It’s not enough to tell people that Barbara Comstock is too extreme to be the 10th District’s next US Representative. Better to cite some examples — of which few are as devastating as her support for giving fertilized eggs the legal status of people.

This past legislative session, Comstock voted for Delegate Bob Marshall’s fetal personhood bill — giving it crucial cover as one of only 5 Republican women in the House of Delegates. But this was not just another bill about which reasonable people might disagree — more like the legislative version of a hand grenade.

Waldo Jaquith describes the potential impact of this bill better than anyone:

Of the 30,826 laws in the Code of Virginia, 11,482 of them-37%-contain the word “person.” And there are 118 different things that “person” means in those 11,482 laws, because there are very specific things that they need to mean.
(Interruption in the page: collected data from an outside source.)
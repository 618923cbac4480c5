//! Parallel digest computation over a bounded rayon pool.
//!
//! Each file is read and hashed independently. A file that cannot be read
//! (permission denied, removed mid-run) is logged and reported in
//! [`HashingStats::errors`]; it produces no cache entry and never aborts
//! the batch. Each cache entry carries the stat read when its file was
//! opened; a file whose stat moves while it is read still yields a digest
//! for this run but is marked not cacheable. Completion order across
//! workers is unspecified, and the
//! results are keyed by unique relative path, so merging them into the
//! cache is order-independent.

use std::sync::atomic::{AtomicUsize, Ordering};
use std::sync::Arc;

use rayon::prelude::*;

use crate::cache::CacheEntry;
use crate::progress::{ProgressCallback, PHASE_HASH};
use crate::scanner::{FileEntry, HashError, Hasher};

/// Files above this size are logged at debug level when hashed.
const LARGE_FILE_THRESHOLD: u64 = 100 * 1024 * 1024;

/// Configuration for the hashing phase.
#[derive(Clone)]
pub struct HashingConfig {
    /// Worker pool size.
    pub jobs: usize,
    /// Optional progress callback.
    pub progress_callback: Option<Arc<dyn ProgressCallback>>,
}

impl std::fmt::Debug for HashingConfig {
    fn fmt(&self, f: &mut std::fmt::Formatter<'_>) -> std::fmt::Result {
        f.debug_struct("HashingConfig")
            .field("jobs", &self.jobs)
            .field(
                "progress_callback",
                &self.progress_callback.as_ref().map(|_| "<callback>"),
            )
            .finish()
    }
}

impl Default for HashingConfig {
    fn default() -> Self {
        Self {
            jobs: default_jobs(),
            progress_callback: None,
        }
    }
}

impl HashingConfig {
    /// Set the worker pool size (minimum 1).
    #[must_use]
    pub fn with_jobs(mut self, jobs: usize) -> Self {
        self.jobs = jobs.max(1);
        self
    }

    /// Set the progress callback.
    #[must_use]
    pub fn with_progress_callback(mut self, callback: Arc<dyn ProgressCallback>) -> Self {
        self.progress_callback = Some(callback);
        self
    }
}

/// Number of available processing units, or 4 if unknown.
#[must_use]
pub fn default_jobs() -> usize {
    std::thread::available_parallelism()
        .map(std::num::NonZeroUsize::get)
        .unwrap_or(4)
}

/// A freshly computed digest for one file.
#[derive(Debug, Clone, PartialEq, Eq)]
pub struct HashedFile {
    /// Canonical relative path
    pub relative: String,
    /// Cache entry built from the hash-time stat and the new digest
    pub entry: CacheEntry,
    /// False when the file changed while it was read
    pub cacheable: bool,
}

/// Statistics from the hashing phase.
#[derive(Debug, Default)]
pub struct HashingStats {
    /// Files scanned in this run
    pub candidates: usize,
    /// Files whose cached digest was reused
    pub cached: usize,
    /// Files whose digest was computed in this run
    pub hashed: usize,
    /// Files that could not be hashed
    pub failed: usize,
    /// Hashed files left out of the cache because they changed mid-read
    pub unstable: usize,
    /// Bytes read while hashing
    pub bytes_hashed: u64,
    /// Per-file hashing errors
    pub errors: Vec<HashError>,
}

/// Compute digests for `files` using a pool of `config.jobs` workers.
///
/// Returns one [`HashedFile`] per successfully hashed input plus the
/// per-file errors. `stats.candidates` and `stats.cached` are left for the
/// caller, which knows how many files were classified fresh.
#[must_use]
pub fn compute_digests(
    files: Vec<FileEntry>,
    hasher: &Hasher,
    config: &HashingConfig,
) -> (Vec<HashedFile>, HashingStats) {
    let mut stats = HashingStats::default();

    if files.is_empty() {
        log::debug!("Hashing: nothing to do");
        return (Vec::new(), stats);
    }

    if let Some(ref callback) = config.progress_callback {
        callback.on_phase_start(PHASE_HASH, files.len());
    }

    log::info!(
        "Hashing {} files with {} workers",
        files.len(),
        config.jobs
    );

    let completed = AtomicUsize::new(0);
    let hash_one = |file: FileEntry| -> Result<HashedFile, HashError> {
        if file.size > LARGE_FILE_THRESHOLD {
            log::debug!(
                "Hashing large file ({}): {}",
                bytesize::ByteSize(file.size),
                file.path.display()
            );
        }

        let result = hasher.digest_file_with_stat(&file.path);

        let done = completed.fetch_add(1, Ordering::Relaxed) + 1;
        if let Some(ref callback) = config.progress_callback {
            callback.on_progress(done, &file.relative);
        }

        match result {
            Ok(hashed) => {
                log::trace!("Digest computed: {}", file.relative);
                if !hashed.stable {
                    log::warn!(
                        "{} changed while it was hashed; digest not cached",
                        file.path.display()
                    );
                }
                if let Some(ref callback) = config.progress_callback {
                    callback.on_item_completed(hashed.size);
                }
                Ok(HashedFile {
                    entry: CacheEntry::new(hashed.size, hashed.mtime, hashed.digest),
                    relative: file.relative,
                    cacheable: hashed.stable,
                })
            }
            Err(e) => {
                log::warn!("Failed to hash {}: {}", file.path.display(), e);
                Err(e)
            }
        }
    };

    let results: Vec<Result<HashedFile, HashError>> =
        match rayon::ThreadPoolBuilder::new().num_threads(config.jobs).build() {
            Ok(pool) => pool.install(|| files.into_par_iter().map(hash_one).collect()),
            Err(e) => {
                log::warn!(
                    "Failed to create hashing pool ({}), using global pool with {} threads",
                    e,
                    rayon::current_num_threads()
                );
                files.into_par_iter().map(hash_one).collect()
            }
        };

    let mut hashed = Vec::with_capacity(results.len());
    for result in results {
        match result {
            Ok(file) => {
                stats.hashed += 1;
                if !file.cacheable {
                    stats.unstable += 1;
                }
                stats.bytes_hashed += file.entry.size;
                hashed.push(file);
            }
            Err(e) => {
                stats.failed += 1;
                stats.errors.push(e);
            }
        }
    }

    if let Some(ref callback) = config.progress_callback {
        callback.on_phase_end(PHASE_HASH);
    }

    log::info!(
        "Hashing complete: {} hashed ({}), {} failed",
        stats.hashed,
        bytesize::ByteSize(stats.bytes_hashed),
        stats.failed
    );

    (hashed, stats)
}
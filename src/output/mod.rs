//! Report formatters for audit results.
//!
//! This module renders an [`AuditReport`] in one of three formats:
//! - Text: one tagged line per discrepancy, in path order
//! - JSON for automation and scripting
//! - CSV for spreadsheet import
//!
//! # Example
//!
//! ```no_run
//! use collcheck::audit::{AuditConfig, Auditor};
//! use collcheck::cli::OutputFormat;
//! use collcheck::output::write_report;
//! use collcheck::remote::IcommandsCatalog;
//! use std::path::Path;
//!
//! let catalog = IcommandsCatalog::locate().unwrap();
//! let report = Auditor::new(AuditConfig::default())
//!     .run(Path::new("data"), "data", &catalog)
//!     .unwrap();
//! write_report(&report, OutputFormat::Json, false, &mut std::io::stdout()).unwrap();
//! ```

pub mod csv;
pub mod json;
pub mod text;

use std::io::Write;

use crate::audit::AuditReport;
use crate::cli::OutputFormat;

// Re-export main types
pub use csv::{CsvOutput, CsvOutputError};
pub use json::{JsonOutput, JsonOutputError};
pub use text::TextOutput;

/// Errors that can occur while writing a report.
#[derive(Debug, thiserror::Error)]
pub enum OutputError {
    /// Writing the text report failed.
    #[error("Failed to write report: {0}")]
    Io(#[from] std::io::Error),

    /// Writing the JSON report failed.
    #[error(transparent)]
    Json(#[from] JsonOutputError),

    /// Writing the CSV report failed.
    #[error(transparent)]
    Csv(#[from] CsvOutputError),
}

/// Render `report` to `writer` in the requested format.
///
/// `color` only affects the text format.
///
/// # Errors
///
/// Returns [`OutputError`] if serialization or writing fails.
pub fn write_report<W: Write>(
    report: &AuditReport,
    format: OutputFormat,
    color: bool,
    writer: &mut W,
) -> Result<(), OutputError> {
    match format {
        OutputFormat::Text => TextOutput::new(report, color).write_to(writer)?,
        OutputFormat::Json => JsonOutput::new(report).write_to(writer, true)?,
        OutputFormat::Csv => CsvOutput::new(report).write_to(writer)?,
    }
    Ok(())
}
use collcheck::cache::{CacheEntry, DigestCache};
use std::fs;
use tempfile::tempdir;

#[test]
fn test_missing_cache_loads_empty() {
    let dir = tempdir().unwrap();
    let cache = DigestCache::load(&dir.path().join("absent.json")).unwrap();
    assert!(cache.is_empty());
    assert!(!cache.is_dirty());
}

#[test]
fn test_persist_and_reload() {
    let dir = tempdir().unwrap();
    let path = dir.path().join("cache.json");

    let mut cache = DigestCache::load(&path).unwrap();
    cache.put("./b.txt", CacheEntry::new(2, 200, "DB"));
    cache.put("./a.txt", CacheEntry::new(1, 100, "DA"));
    assert!(cache.persist().unwrap());

    let reloaded = DigestCache::load(&path).unwrap();
    assert_eq!(reloaded.len(), 2);
    assert_eq!(reloaded.get("./a.txt"), Some(&CacheEntry::new(1, 100, "DA")));
    let keys: Vec<_> = reloaded.iter().map(|(k, _)| k.as_str()).collect();
    assert_eq!(keys, vec!["./a.txt", "./b.txt"]);
}

#[test]
fn test_document_format() {
    let dir = tempdir().unwrap();
    let path = dir.path().join("cache.json");

    let mut cache = DigestCache::load(&path).unwrap();
    cache.put("./a.txt", CacheEntry::new(5, -3, "abc="));
    cache.persist().unwrap();

    let value: serde_json::Value =
        serde_json::from_str(&fs::read_to_string(&path).unwrap()).unwrap();
    let object = value.as_object().unwrap();
    assert_eq!(object.len(), 1);
    assert_eq!(value["./a.txt"]["size"], 5);
    assert_eq!(value["./a.txt"]["mtime"], -3);
    assert_eq!(value["./a.txt"]["digest"], "abc=");
}

#[test]
fn test_loads_externally_written_mapping() {
    let dir = tempdir().unwrap();
    let path = dir.path().join("cache.json");
    fs::write(
        &path,
        r#"{"./a.txt": {"size": 1, "mtime": 2, "digest": "D"}, "./sub/b.txt": {"size": 3, "mtime": 4, "digest": "E"}}"#,
    )
    .unwrap();

    let cache = DigestCache::load(&path).unwrap();
    assert_eq!(cache.len(), 2);
    assert_eq!(cache.get("./sub/b.txt"), Some(&CacheEntry::new(3, 4, "E")));
}

#[test]
fn test_unchanged_cache_is_not_rewritten() {
    let dir = tempdir().unwrap();
    let path = dir.path().join("cache.json");

    let mut cache = DigestCache::load(&path).unwrap();
    cache.put("./a.txt", CacheEntry::new(1, 1, "D"));
    cache.persist().unwrap();
    let before = fs::read(&path).unwrap();

    let mut again = DigestCache::load(&path).unwrap();
    again.put("./a.txt", CacheEntry::new(1, 1, "D"));
    assert!(!again.is_dirty());
    assert!(!again.persist().unwrap());
    assert_eq!(fs::read(&path).unwrap(), before);
}

#[test]
fn test_persist_leaves_no_temporary_files() {
    let dir = tempdir().unwrap();
    let path = dir.path().join("cache.json");

    let mut cache = DigestCache::load(&path).unwrap();
    for i in 0..50 {
        cache.put(format!("./f{i}"), CacheEntry::new(i, i as i64, "D"));
    }
    cache.persist().unwrap();

    let mut names: Vec<_> = fs::read_dir(dir.path())
        .unwrap()
        .map(|e| e.unwrap().file_name().to_string_lossy().into_owned())
        .collect();
    names.sort();
    assert_eq!(names, vec!["cache.json", "cache.json.lock"]);
}

#[test]
fn test_persist_creates_parent_directory() {
    let dir = tempdir().unwrap();
    let path = dir.path().join("nested/state/cache.json");

    let mut cache = DigestCache::load(&path).unwrap();
    cache.put("./a", CacheEntry::new(1, 1, "D"));
    assert!(cache.persist().unwrap());
    assert!(path.exists());
}

#[test]
fn test_in_memory_cache_never_writes() {
    let mut cache = DigestCache::in_memory();
    cache.put("./a", CacheEntry::new(1, 1, "D"));
    assert!(cache.is_dirty());
    assert!(!cache.persist().unwrap());
    assert!(cache.path().is_none());
}
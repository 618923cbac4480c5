//! Command-line interface definitions for collcheck.
//!
//! This module defines all CLI arguments and options using the clap derive API.
//! Options left unset fall through to the layered configuration
//! (see [`crate::config`]).
//!
//! # Example
//!
//! ```bash
//! # Audit a local tree against a collection below the working collection
//! collcheck ./survey-2024 survey-2024
//!
//! # Audit against an absolute collection and record the result remotely
//! collcheck --annotate ./survey-2024 /tempZone/home/alice/survey-2024
//!
//! # Machine-readable report with eight hashing workers
//! collcheck -j 8 --output json ./survey-2024 survey-2024
//! ```

use clap::{Parser, ValueEnum};
use serde::{Deserialize, Serialize};
use std::path::PathBuf;

/// Reconcile a local directory tree against checksums in a remote collection.
///
/// collcheck hashes every regular file below LOCAL_DIR (SHA-256, cached
/// across runs by size and mtime), asks the data-management service to
/// register digests for COLLECTION, and reports every path that is missing
/// on one side or whose digests disagree.
///
/// Exit status: 0 = match, 1 = mismatch, 2 = execution error.
#[derive(Debug, Parser)]
#[command(name = "collcheck")]
#[command(author, version, about, long_about)]
pub struct Cli {
    /// Increase verbosity level (-v for debug, -vv for trace)
    #[arg(short, long, action = clap::ArgAction::Count, global = true)]
    pub verbose: u8,

    /// Suppress all output except errors
    #[arg(short, long, global = true, conflicts_with = "verbose")]
    pub quiet: bool,

    /// Disable colored output
    #[arg(long, global = true, env = "NO_COLOR")]
    pub no_color: bool,

    /// Local directory to audit
    #[arg(value_name = "LOCAL_DIR")]
    pub local_dir: PathBuf,

    /// Remote collection, relative to the working collection or absolute
    #[arg(value_name = "COLLECTION")]
    pub collection: String,

    /// Write the verified digest and check time onto each remote object
    #[arg(long)]
    pub annotate: bool,

    /// Number of hashing workers (default: available CPUs)
    #[arg(short, long, value_name = "N", value_parser = parse_jobs)]
    pub jobs: Option<usize>,

    /// Path to the digest cache document
    ///
    /// Relative paths are resolved against the invocation directory.
    #[arg(long, value_name = "PATH")]
    pub cache: Option<PathBuf>,

    /// Report format
    #[arg(short, long, value_enum)]
    pub output: Option<OutputFormat>,

    /// Skip hidden files and directories (starting with .)
    #[arg(long)]
    pub skip_hidden: bool,

    /// Glob patterns to exclude from the local scan (repeatable)
    #[arg(long = "ignore", value_name = "PATTERN")]
    pub ignore_patterns: Vec<String>,

    /// Disable the progress bar
    #[arg(long)]
    pub no_progress: bool,

    /// Read configuration from FILE instead of ./collcheck.toml
    #[arg(long, value_name = "FILE")]
    pub config: Option<PathBuf>,

    /// Print fatal errors as JSON on stderr
    #[arg(long)]
    pub json_errors: bool,
}

/// Output format for the discrepancy report.
#[derive(Debug, Clone, Copy, Default, PartialEq, Eq, ValueEnum, Serialize, Deserialize)]
#[serde(rename_all = "lowercase")]
pub enum OutputFormat {
    /// One tagged line per discrepancy
    #[default]
    Text,
    /// JSON document with summary and discrepancies
    Json,
    /// CSV rows for spreadsheets
    Csv,
}

impl std::fmt::Display for OutputFormat {
    fn fmt(&self, f: &mut std::fmt::Formatter<'_>) -> std::fmt::Result {
        match self {
            OutputFormat::Text => write!(f, "text"),
            OutputFormat::Json => write!(f, "json"),
            OutputFormat::Csv => write!(f, "csv"),
        }
    }
}

/// Parse a worker count; zero is rejected.
///
/// # Examples
///
/// ```
/// use collcheck::cli::parse_jobs;
///
/// assert_eq!(parse_jobs("8").unwrap(), 8);
/// assert!(parse_jobs("0").is_err());
/// ```
///
/// # Errors
///
/// Returns an error if the string is not a positive integer.
pub fn parse_jobs(s: &str) -> Result<usize, String> {
    let jobs: usize = s
        .trim()
        .parse()
        .map_err(|_| format!("Invalid number: '{s}'"))?;
    if jobs == 0 {
        return Err("Job count must be at least 1".to_string());
    }
    Ok(jobs)
}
Under Virginia law, a business cannot be guilty of murder[…]

It is through this lens that I was alarmed to read Del. Bob Marshall’s HB 1: […] “A bill to construe the word ‘person’ under Virginia law, including but not limited to § 8.01-50 of the Code of Virginia, to include unborn children.”

Wow. All 118 definitions of the word “person” would suddenly be amended to include “fetus.” This bill would serve as a wrecking ball against the Code of Virginia. Dozens and dozens of carefully constructed definitions would suddenly be rendered syntactically and legally ridiculous.

Regardless of your political beliefs, I hope you support candidates who do their job responsibly rather than threatening to cause serious damage to our legal system just to score ideological points.

What would such radical legislation do, if enacted?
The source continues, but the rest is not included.